◆ PROMPT
Every line of the material is to be set down again without any change.

#### GIVEN RECORDS

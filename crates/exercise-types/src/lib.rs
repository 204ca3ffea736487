//! Shared types for the exercise-sandbox workspace.
//!
//! This crate provides the data model used across the workspace:
//!
//! - [`value`]: dynamic [`Value`]s and declared [`ParamType`]s with the fixed
//!   widening rule used by overload resolution
//! - [`typedef`]: compiled submission [`TypeDef`]s (constructors, methods,
//!   inheritance) and opaque [`InstanceHandle`]s
//! - [`outcome`]: serializable per-test [`TestOutcome`] records
//! - [`env_utils`]: typed environment-variable parsing

pub mod env_utils;
pub mod outcome;
pub mod typedef;
pub mod value;

// Re-export commonly used types at crate root
pub use outcome::{FailureRecord, TestOutcome, ATTRIBUTION_INFRASTRUCTURE, ATTRIBUTION_SUBMISSION};
pub use typedef::{
    Constructor, ConstructorFn, InstanceHandle, Method, MethodFn, ObjectState, SubmissionFault,
    TypeDef,
};
pub use value::{ParamType, Value};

########

◆ RESULT OF THIS TASK
filename crates/exercise-types/src/lib.rs
repository 204ca3ffea736487
//! Shared types for the exercise-sandbox workspace.
//!
//! This crate provides the data model used across the workspace:
//!
//! - [`value`]: dynamic [`Value`]s and declared [`ParamType`]s with the fixed
//!   widening rule used by overload resolution
//! - [`typedef`]: compiled submission [`TypeDef`]s (constructors, methods,
//!   inheritance) and opaque [`InstanceHandle`]s
//! - [`outcome`]: serializable per-test [`TestOutcome`] records
//! - [`env_utils`]: typed environment-variable parsing

pub mod env_utils;
pub mod outcome;
pub mod typedef;
pub mod value;

// Re-export commonly used types at crate root
pub use outcome::{FailureRecord, TestOutcome, ATTRIBUTION_INFRASTRUCTURE, ATTRIBUTION_SUBMISSION};
pub use typedef::{
    Constructor, ConstructorFn, InstanceHandle, Method, MethodFn, ObjectState, SubmissionFault,
    TypeDef,
};
pub use value::{ParamType, Value};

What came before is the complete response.